In preparation for the moot, students are advised to turn their minds to whether all of the criteria for certifying a class action under section 5 of the CPA are met. Specifically, students should consider:

  • a. Is the class definition appropriate (given that the class definition includes purchasers and sellers of beef products on the secondary and tertiary markets and the Class Period includes all days during the two-year period from January 1, 2014 to December 31, 2015)?

  • b. Are there sufficient issues in common between the proposed class members (given the elements for demonstrating common law negligent misrepresentation and unconscionability, and the potentially varying effects that the Defendants’ representations may have had on potential class members)?

  • c. Is a class action a preferable procedure for the common law negligent misrepresentation claim (given the rejection of the claim under the statutory cause of action)?

  • d. Should the third party funding agreement be approved?

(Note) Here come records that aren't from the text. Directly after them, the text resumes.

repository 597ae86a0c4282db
//! Daily production figures from the statistics database.

use chrono::NaiveDate;
use sea_orm::{ConnectionTrait, DatabaseConnection, FromQueryResult, Statement};

use crate::error::AppResult;
use crate::report::{DateRange, ProductionDay};

/// Daily rows for the range, optionally for one windfarm, in date order.
/// The table is keyed by calendar day, so the range's day bounds apply
/// directly.
pub async fn daily_stats_in_range(
    db: &DatabaseConnection,
    range: &DateRange,
    site: Option<&str>,
) -> AppResult<Vec<ProductionDay>> {
    let mut sql = String::from(
        "SELECT windfarm, stat_date, avg_wind_speed, energy_export \
         FROM production_stats \
         WHERE stat_date >= ? AND stat_date <= ?",
    );
    let mut values: Vec<sea_orm::Value> = vec![range.first_day.into(), range.last_day.into()];

    if let Some(abbr) = site {
        sql.push_str(" AND windfarm = ?");
        values.push(abbr.into());
    }
    sql.push_str(" ORDER BY stat_date, windfarm");

    let rows = db
        .query_all(Statement::from_sql_and_values(
            sea_orm::DatabaseBackend::Sqlite,
            &sql,
            values,
        ))
        .await?;

    Ok(rows
        .into_iter()
        .filter_map(|row| ProductionDay::from_query_result(&row, "").ok())
        .collect())
}

#[derive(Debug, FromQueryResult)]
struct EnergyRow {
    energy_export: Option<f64>,
}

/// Exported energy for one windfarm on one day, `None` when the store has
/// no figure for that day.
pub async fn energy_for_day(
    db: &DatabaseConnection,
    windfarm: &str,
    day: NaiveDate,
) -> AppResult<Option<f64>> {
    let row = db
        .query_one(Statement::from_sql_and_values(
            sea_orm::DatabaseBackend::Sqlite,
            "SELECT energy_export FROM production_stats WHERE windfarm = ? AND stat_date = ?",
            vec![windfarm.into(), day.into()],
        ))
        .await?;

    Ok(row
        .and_then(|r| EnergyRow::from_query_result(&r, "").ok())
        .and_then(|r| r.energy_export))
}
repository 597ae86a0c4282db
//! Unit tests for the auth module: password checks, login outcomes and
//! token round trips.
//!
//! Run with: cargo test --test auth_unit_test

use rcc_api::auth::extract::CurrentUser;
use rcc_api::auth::{login_outcome, password, token};
use rcc_api::config::{Config, Deployment};
use rcc_api::entity::users;
use rcc_api::error::AppError;

fn test_config(secret: &str) -> Config {
    Config {
        ops_database_url: "sqlite::memory:".to_string(),
        stats_database_url: "sqlite::memory:".to_string(),
        auth_database_url: "sqlite::memory:".to_string(),
        jwt_secret: secret.to_string(),
        access_token_minutes: 15,
        refresh_token_days: 7,
        api_host: "127.0.0.1".to_string(),
        api_port: 3000,
        deployment: Deployment::Local,
    }
}

fn user(password: &str) -> users::Model {
    users::Model {
        id: 42,
        email: "ops@example.com".to_string(),
        display_name: "Ops User".to_string(),
        role: "operator".to_string(),
        password: password.to_string(),
        is_active: true,
        created_at: chrono::Utc::now().into(),
    }
}

#[test]
fn bcrypt_passwords_verify() {
    // Low cost keeps the test fast.
    let hash = bcrypt::hash("s3cret", 4).unwrap();

    assert!(password::verify("s3cret", &hash));
    assert!(!password::verify("wrong", &hash));
}

#[test]
fn legacy_plaintext_passwords_compare_bytewise() {
    assert!(password::verify("opensesame", "opensesame"));
    assert!(!password::verify("opensesame", "OpenSesame"));
}

#[test]
fn unknown_email_fails_with_null_user() {
    let outcome = login_outcome(None, "anything");

    assert!(!outcome.success);
    assert_eq!(outcome.user_id, None);
    assert!(outcome.reason.is_some());
}

#[test]
fn wrong_password_fails_with_user_id() {
    let hash = bcrypt::hash("right", 4).unwrap();
    let account = user(&hash);

    let outcome = login_outcome(Some(&account), "wrong");
    assert!(!outcome.success);
    assert_eq!(outcome.user_id, Some(42));
    assert!(outcome.reason.is_some());
}

#[test]
fn inactive_account_is_refused() {
    let mut account = user("opensesame");
    account.is_active = false;

    let outcome = login_outcome(Some(&account), "opensesame");
    assert!(!outcome.success);
    assert_eq!(outcome.user_id, Some(42));
}

#[test]
fn correct_password_succeeds_without_reason() {
    let hash = bcrypt::hash("right", 4).unwrap();
    let account = user(&hash);

    let outcome = login_outcome(Some(&account), "right");
    assert!(outcome.success);
    assert_eq!(outcome.user_id, Some(42));
    assert_eq!(outcome.reason, None);
}

#[test]
fn tokens_round_trip_identity_claims() {
    let config = test_config("unit-test-secret");
    let account = user("irrelevant");

    let access = token::issue_access_token(&account, &config).unwrap();
    let claims = token::decode_claims(&access, &config).unwrap();

    assert_eq!(claims.usrid, 42);
    assert_eq!(claims.usrnamedisplay, "Ops User");
    assert_eq!(claims.usrrolename, "operator");
    assert!(claims.exp > claims.iat);
}

#[test]
fn refresh_token_outlives_access_token() {
    let config = test_config("unit-test-secret");
    let account = user("irrelevant");

    let access = token::decode_claims(
        &token::issue_access_token(&account, &config).unwrap(),
        &config,
    )
    .unwrap();
    let refresh = token::decode_claims(
        &token::issue_refresh_token(&account, &config).unwrap(),
        &config,
    )
    .unwrap();

    assert!(refresh.exp > access.exp);
}

#[test]
fn expired_token_is_unauthorized() {
    let mut config = test_config("unit-test-secret");
    // Issue a token that expired five minutes ago.
    config.access_token_minutes = -5;
    let account = user("irrelevant");

    let stale = token::issue_access_token(&account, &config).unwrap();
    assert!(matches!(
        token::decode_claims(&stale, &config),
        Err(AppError::Unauthorized(_))
    ));
}

#[test]
fn token_signed_with_other_secret_is_rejected() {
    let config = test_config("unit-test-secret");
    let other = test_config("some-other-secret");
    let account = user("irrelevant");

    let foreign = token::issue_access_token(&account, &other).unwrap();
    assert!(matches!(
        token::decode_claims(&foreign, &config),
        Err(AppError::Unauthorized(_))
    ));
}

#[test]
fn role_guard_allows_listed_roles_only() {
    let admin = CurrentUser {
        id: 1,
        display_name: "Admin".to_string(),
        role: "admin".to_string(),
    };
    let viewer = CurrentUser {
        id: 2,
        display_name: "Viewer".to_string(),
        role: "viewer".to_string(),
    };

    assert!(admin.require_role(&["admin"]).is_ok());
    assert!(matches!(
        viewer.require_role(&["admin"]),
        Err(AppError::Forbidden(_))
    ));
    assert!(viewer.require_role(&["admin", "viewer"]).is_ok());
}
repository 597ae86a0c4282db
use sea_orm_migration::prelude::*;

#[derive(DeriveMigrationName)]
pub struct Migration;

#[async_trait::async_trait]
impl MigrationTrait for Migration {
    async fn up(&self, manager: &SchemaManager) -> Result<(), DbErr> {
        // ========== USERS ==========
        manager
            .create_table(
                Table::create()
                    .table(Users::Table)
                    .if_not_exists()
                    .col(
                        ColumnDef::new(Users::Id)
                            .integer()
                            .not_null()
                            .auto_increment()
                            .primary_key(),
                    )
                    .col(
                        ColumnDef::new(Users::Email)
                            .string_len(255)
                            .not_null()
                            .unique_key(),
                    )
                    .col(ColumnDef::new(Users::DisplayName).string_len(128).not_null())
                    .col(ColumnDef::new(Users::Role).string_len(32).not_null())
                    // Bcrypt hash, or the raw password for accounts predating
                    // the hash migration.
                    .col(ColumnDef::new(Users::Password).string_len(128).not_null())
                    .col(
                        ColumnDef::new(Users::IsActive)
                            .boolean()
                            .not_null()
                            .default(true),
                    )
                    .col(
                        ColumnDef::new(Users::CreatedAt)
                            .timestamp_with_time_zone()
                            .not_null()
                            .extra("DEFAULT NOW()"),
                    )
                    .to_owned(),
            )
            .await?;

        // ========== LOGIN ATTEMPTS (append-only audit) ==========
        manager
            .create_table(
                Table::create()
                    .table(LoginAttempts::Table)
                    .if_not_exists()
                    .col(
                        ColumnDef::new(LoginAttempts::Id)
                            .integer()
                            .not_null()
                            .auto_increment()
                            .primary_key(),
                    )
                    // Null when the attempted email matched no account.
                    .col(ColumnDef::new(LoginAttempts::UserId).integer())
                    .col(ColumnDef::new(LoginAttempts::Email).string_len(255).not_null())
                    .col(ColumnDef::new(LoginAttempts::Success).boolean().not_null())
                    .col(ColumnDef::new(LoginAttempts::Reason).string_len(64))
                    .col(ColumnDef::new(LoginAttempts::ClientIp).string_len(64))
                    .col(
                        ColumnDef::new(LoginAttempts::AttemptedAt)
                            .timestamp_with_time_zone()
                            .not_null()
                            .extra("DEFAULT NOW()"),
                    )
                    .foreign_key(
                        ForeignKey::create()
                            .name("fk_login_attempts_user")
                            .from(LoginAttempts::Table, LoginAttempts::UserId)
                            .to(Users::Table, Users::Id),
                    )
                    .to_owned(),
            )
            .await?;

        // The audit listing reads newest-first.
        manager
            .create_index(
                Index::create()
                    .name("idx_login_attempts_attempted_at")
                    .table(LoginAttempts::Table)
                    .col(LoginAttempts::AttemptedAt)
                    .to_owned(),
            )
            .await?;

        Ok(())
    }

    async fn down(&self, manager: &SchemaManager) -> Result<(), DbErr> {
        manager
            .drop_table(Table::drop().table(LoginAttempts::Table).to_owned())
            .await?;
        manager
            .drop_table(Table::drop().table(Users::Table).to_owned())
            .await?;
        Ok(())
    }
}

#[derive(DeriveIden)]
pub enum Users {
    Table,
    Id,
    Email,
    DisplayName,
    Role,
    Password,
    IsActive,
    CreatedAt,
}

#[derive(DeriveIden)]
pub enum LoginAttempts {
    Table,
    Id,
    UserId,
    Email,
    Success,
    Reason,
    ClientIp,
    AttemptedAt,
}
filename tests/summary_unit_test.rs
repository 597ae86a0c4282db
//! Unit tests for the stoppage summary builders.
//!
//! Run with: cargo test --test summary_unit_test

use chrono::NaiveDateTime;
use rcc_api::report::EventRecord;
use rcc_api::report::classify::StoppageClass;
use rcc_api::report::summary::{
    REASON_NOT_RECORDED, class_breakdown, offline_turbines, stoppage_headings, stoppage_legend,
    summary_by_windfarm,
};

fn ts(s: &str) -> NaiveDateTime {
    NaiveDateTime::parse_from_str(s, "%Y-%m-%d %H:%M:%S").unwrap()
}

fn event(windfarm: &str, rationale: &str, down: &str) -> EventRecord {
    EventRecord {
        id: 0,
        windfarm: windfarm.to_string(),
        turbine: "T01".to_string(),
        rationale: rationale.to_string(),
        reason: None,
        fault_code: None,
        fault_description: None,
        stop_code_id: None,
        reset_agent: None,
        reset_type: None,
        down_began: ts(down),
        maintenance_began: None,
        finished: None,
        note: None,
    }
}

fn finished(mut e: EventRecord, at: &str) -> EventRecord {
    e.finished = Some(ts(at));
    e
}

fn maintained(mut e: EventRecord, began: &str) -> EventRecord {
    e.maintenance_began = Some(ts(began));
    e
}

fn with_reason(mut e: EventRecord, reason: &str) -> EventRecord {
    e.reason = Some(reason.to_string());
    e
}

#[test]
fn headings_partition_adds_up() {
    let events = vec![
        event("WF1", "Schedule Service", "2026-03-01 08:00:00"),
        event("WF1", "Fault", "2026-03-01 09:00:00"),
        event("WF2", "IDF Fault", "2026-03-01 10:00:00"),
        event("WF2", "Grid Outage", "2026-03-01 11:00:00"),
        event("WF2", "Weather", "2026-03-01 12:00:00"),
    ];

    let headings = stoppage_headings(&events);
    assert_eq!(headings.total, 5);
    assert_eq!(headings.scheduled, 1);
    assert_eq!(headings.non_scheduled, 2);
    assert_eq!(headings.faults, 2);
    assert_eq!(
        headings.total,
        headings.scheduled + headings.non_scheduled + headings.faults
    );
}

#[test]
fn headings_averages_skip_missing_anchors() {
    let events = vec![
        // 2h downtime, 1.5h maintenance.
        finished(
            maintained(
                event("WF1", "Schedule Service", "2026-03-01 10:00:00"),
                "2026-03-01 10:30:00",
            ),
            "2026-03-01 12:00:00",
        ),
        // 4h downtime, no maintenance anchor.
        finished(
            event("WF1", "Fault", "2026-03-01 08:00:00"),
            "2026-03-01 12:00:00",
        ),
        // Still open: contributes to neither average.
        event("WF1", "Fault", "2026-03-01 09:00:00"),
    ];

    let headings = stoppage_headings(&events);
    assert!((headings.avg_downtime_hours - 3.0).abs() < 1e-9);
    assert!((headings.avg_maintenance_hours - 1.5).abs() < 1e-9);
}

#[test]
fn empty_set_averages_are_zero() {
    let headings = stoppage_headings(&[]);
    assert_eq!(headings.total, 0);
    assert_eq!(headings.avg_downtime_hours, 0.0);
    assert_eq!(headings.avg_maintenance_hours, 0.0);

    let breakdown = class_breakdown(&[], StoppageClass::Scheduled);
    assert_eq!(breakdown.count, 0);
    assert_eq!(breakdown.avg_downtime_hours, 0.0);
    assert_eq!(breakdown.avg_maintenance_hours, 0.0);
}

#[test]
fn class_breakdown_selects_one_class() {
    let events = vec![
        finished(
            event("WF1", "Schedule Service", "2026-03-01 10:00:00"),
            "2026-03-01 12:00:00",
        ),
        finished(
            event("WF1", "Fault", "2026-03-01 10:00:00"),
            "2026-03-01 11:00:00",
        ),
        finished(
            event("WF1", "IDF Fault", "2026-03-01 10:00:00"),
            "2026-03-01 13:00:00",
        ),
    ];

    let services = class_breakdown(&events, StoppageClass::Scheduled);
    assert_eq!(services.count, 1);
    assert!((services.avg_downtime_hours - 2.0).abs() < 1e-9);

    // Fault and IDF Fault land in the same bucket.
    let faults = class_breakdown(&events, StoppageClass::Fault);
    assert_eq!(faults.count, 2);
    assert!((faults.avg_downtime_hours - 2.0).abs() < 1e-9);
}

#[test]
fn summary_keeps_first_seen_farm_order() {
    let events = vec![
        finished(
            maintained(
                event("BETA", "Schedule Service", "2026-03-01 08:00:00"),
                "2026-03-01 10:00:00",
            ),
            "2026-03-01 12:00:00",
        ),
        finished(
            event("BETA", "Fault", "2026-03-02 08:00:00"),
            "2026-03-02 10:00:00",
        ),
        event("ALPA", "Grid Outage", "2026-03-03 08:00:00"),
    ];

    let (stoppages, averages) = summary_by_windfarm(&events);

    // BETA was seen first; only non-empty class buckets are emitted.
    let triples: Vec<(&str, &str, i64)> = stoppages
        .iter()
        .map(|s| (s.windfarm.as_str(), s.kind.as_str(), s.count))
        .collect();
    assert_eq!(
        triples,
        vec![
            ("BETA", "Scheduled", 1),
            ("BETA", "Fault", 1),
            ("ALPA", "Non-scheduled", 1),
        ]
    );

    assert_eq!(averages.len(), 2);
    assert_eq!(averages[0].windfarm, "BETA");
    // BETA: downtime mean of 4h and 2h, service hours from the one
    // scheduled event.
    assert!((averages[0].avg_downtime_hours - 3.0).abs() < 1e-9);
    assert!((averages[0].avg_service_hours - 2.0).abs() < 1e-9);
    // ALPA's only event is open, so both averages fall back to zero.
    assert_eq!(averages[1].avg_downtime_hours, 0.0);
    assert_eq!(averages[1].avg_service_hours, 0.0);
}

#[test]
fn legend_sorts_by_count_descending() {
    let mut events = Vec::new();
    for _ in 0..3 {
        events.push(with_reason(
            event("WF1", "Fault", "2026-03-01 08:00:00"),
            "Gearbox",
        ));
    }
    events.push(with_reason(
        event("WF1", "Fault", "2026-03-01 09:00:00"),
        "Yaw",
    ));
    for _ in 0..2 {
        events.push(event("WF1", "Schedule Service", "2026-03-01 10:00:00"));
    }

    let legend = stoppage_legend(&events);
    let rows: Vec<(&str, &str, i64)> = legend
        .iter()
        .map(|l| (l.rationale.as_str(), l.reason.as_str(), l.count))
        .collect();

    // Counts [3, 1, 2] come out [3, 2, 1]; missing reasons get the
    // placeholder label.
    assert_eq!(
        rows,
        vec![
            ("Fault", "Gearbox", 3),
            ("Schedule Service", REASON_NOT_RECORDED, 2),
            ("Fault", "Yaw", 1),
        ]
    );
}

#[test]
fn legend_ties_keep_first_seen_order() {
    let mut events = Vec::new();
    for _ in 0..2 {
        events.push(with_reason(
            event("WF1", "Fault", "2026-03-01 08:00:00"),
            "First",
        ));
    }
    for _ in 0..2 {
        events.push(with_reason(
            event("WF1", "Fault", "2026-03-01 09:00:00"),
            "Second",
        ));
    }

    let legend = stoppage_legend(&events);
    assert_eq!(legend[0].reason, "First");
    assert_eq!(legend[1].reason, "Second");
}

#[test]
fn offline_reports_open_events_with_hours_down() {
    let events = vec![
        with_reason(
            event("WF1", "Fault", "2026-03-01 06:00:00"),
            "Converter",
        ),
        // Already finished: not offline.
        finished(
            event("WF1", "Fault", "2026-03-01 02:00:00"),
            "2026-03-01 04:00:00",
        ),
    ];

    let rows = offline_turbines(&events, ts("2026-03-01 18:30:00"));
    assert_eq!(rows.len(), 1);
    assert_eq!(rows[0].windfarm, "WF1");
    assert_eq!(rows[0].reason.as_deref(), Some("Converter"));
    assert!((rows[0].hours_down - 12.5).abs() < 1e-9);
}
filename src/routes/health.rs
use axum::http::StatusCode;

/// Health check endpoint
///
/// Returns 200 OK if the service is running.
/// Unauthenticated and suitable for load-balancer probes.
#[utoipa::path(
    get,
    path = "/healthz",
    responses(
        (status = 200, description = "Service is healthy"),
    ),
    tag = "health"
)]
pub async fn healthz() -> StatusCode {
    StatusCode::OK
}
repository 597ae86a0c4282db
use serde::Serialize;
use utoipa::ToSchema;

/// Rationale name for planned maintenance events.
pub const RATIONALE_SCHEDULE_SERVICE: &str = "Schedule Service";
/// Rationale name for plain turbine faults.
pub const RATIONALE_FAULT: &str = "Fault";
/// Rationale name for faults handled under the IDF remote-reset scheme.
pub const RATIONALE_IDF_FAULT: &str = "IDF Fault";

/// The three stoppage classes every dashboard figure is bucketed by.
///
/// Single canonical mapping from rationale names; every endpoint classifies
/// through it. Matches are exact, including case and punctuation: the
/// rationale table is reference data the sites do not edit.
#[derive(Debug, Clone, Copy, PartialEq, Eq, Hash, Serialize, ToSchema)]
pub enum StoppageClass {
    Scheduled,
    NonScheduled,
    Fault,
}

impl StoppageClass {
    pub fn from_rationale(name: &str) -> Self {
        match name {
            RATIONALE_SCHEDULE_SERVICE => Self::Scheduled,
            RATIONALE_FAULT | RATIONALE_IDF_FAULT => Self::Fault,
            _ => Self::NonScheduled,
        }
    }

    /// Display label used in response payloads.
    pub fn label(self) -> &'static str {
        match self {
            Self::Scheduled => "Scheduled",
            Self::NonScheduled => "Non-scheduled",
            Self::Fault => "Fault",
        }
    }
}
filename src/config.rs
use std::env;

#[derive(Debug, Clone)]
pub enum Deployment {
    Local,
    Dev,
    Stage,
    Prod,
}

impl Deployment {
    #[must_use]
    pub fn from_str(s: &str) -> Self {
        match s.to_lowercase().as_str() {
            "dev" | "development" => Self::Dev,
            "stage" | "staging" => Self::Stage,
            "prod" | "production" => Self::Prod,
            _ => Self::Local,
        }
    }
}

#[derive(Debug, Clone)]
pub struct Config {
    // Databases
    pub ops_database_url: String,
    pub stats_database_url: String,
    pub auth_database_url: String,

    // Token service
    pub jwt_secret: String,
    pub access_token_minutes: i64,
    pub refresh_token_days: i64,

    // API settings
    pub api_host: String,
    pub api_port: u16,

    // Application metadata
    pub deployment: Deployment,
}

impl Config {
    /// Load configuration from environment variables.
    ///
    /// # Errors
    ///
    /// Returns `ConfigError::Missing` if required environment variables are not set.
    pub fn from_env() -> Result<Self, ConfigError> {
        dotenvy::dotenv().ok();

        Ok(Self {
            // Databases
            ops_database_url: env::var("OPS_DATABASE_URL")
                .map_err(|_| ConfigError::Missing("OPS_DATABASE_URL"))?,
            stats_database_url: env::var("STATS_DATABASE_URL")
                .map_err(|_| ConfigError::Missing("STATS_DATABASE_URL"))?,
            auth_database_url: env::var("AUTH_DATABASE_URL")
                .map_err(|_| ConfigError::Missing("AUTH_DATABASE_URL"))?,

            // Token service
            jwt_secret: env::var("JWT_SECRET").map_err(|_| ConfigError::Missing("JWT_SECRET"))?,
            access_token_minutes: env::var("ACCESS_TOKEN_MINUTES")
                .unwrap_or_else(|_| "15".to_string())
                .parse()
                .unwrap_or(15),
            refresh_token_days: env::var("REFRESH_TOKEN_DAYS")
                .unwrap_or_else(|_| "7".to_string())
                .parse()
                .unwrap_or(7),

            // API settings
            api_host: env::var("API_HOST").unwrap_or_else(|_| "0.0.0.0".to_string()),
            api_port: env::var("API_PORT")
                .unwrap_or_else(|_| "3000".to_string())
                .parse()
                .unwrap_or(3000),

            // Application metadata
            deployment: Deployment::from_str(
                &env::var("DEPLOYMENT").unwrap_or_else(|_| "local".to_string()),
            ),
        })
    }

    #[must_use]
    pub fn bind_address(&self) -> String {
        format!("{}:{}", self.api_host, self.api_port)
    }
}

#[derive(Debug, thiserror::Error)]
pub enum ConfigError {
    #[error("Missing required environment variable: {0}")]
    Missing(&'static str),
}
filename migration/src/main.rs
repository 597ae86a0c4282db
use sea_orm_migration::prelude::*;

#[tokio::main]
async fn main() {
    dotenvy::dotenv().ok();
    cli::run_cli(migration::Migrator).await;
}
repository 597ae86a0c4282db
//! Login, token issuance and request authentication for the dashboard.

pub mod extract;
pub mod password;
pub mod token;

use crate::entity::users;

/// Result of checking a login against the credential store, before the
/// audit row is written. `user_id` is `None` when the email matched no
/// account.
#[derive(Debug, Clone, PartialEq, Eq)]
pub struct LoginOutcome {
    pub user_id: Option<i32>,
    pub success: bool,
    pub reason: Option<&'static str>,
}

/// Decides a login attempt. Every call maps to exactly one audit row, so
/// the outcome carries everything that row needs.
pub fn login_outcome(user: Option<&users::Model>, supplied_password: &str) -> LoginOutcome {
    let Some(user) = user else {
        return LoginOutcome {
            user_id: None,
            success: false,
            reason: Some("unknown email"),
        };
    };

    if !user.is_active {
        return LoginOutcome {
            user_id: Some(user.id),
            success: false,
            reason: Some("account disabled"),
        };
    }

    if !password::verify(supplied_password, &user.password) {
        return LoginOutcome {
            user_id: Some(user.id),
            success: false,
            reason: Some("wrong password"),
        };
    }

    LoginOutcome {
        user_id: Some(user.id),
        success: true,
        reason: None,
    }
}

Note that the methodologies reflected in the expert reports have been fabricated for the purposes of this problem and should be accepted as “real” scientific methods in this fictional world. 2 Students are encouraged to make submissions about the strengths or weaknesses of a methodology, but cannot challenge the existence of the methodology compared to real world science.

McCarthy Tétrault will hold a strategy session for all student participants on November 1, 2016 from 6:30 to 8:00 PM. Our practitioner speakers at the event will provide insight into the above issues and written and oral advocacy techniques in the class actions context. All mooting teams are strongly encouraged to participate. The event will be available by videoconference or for in-person participation in Toronto.

  • 3. Questions?

All questions must be directed to the moot organizers by the date(s) specified in the rules for the moot. Please review the rules prior to raising questions concerning moot procedure and submission requirements.

2 All characters and events depicted in the materials for the 2017 Winkler Moot are fictional.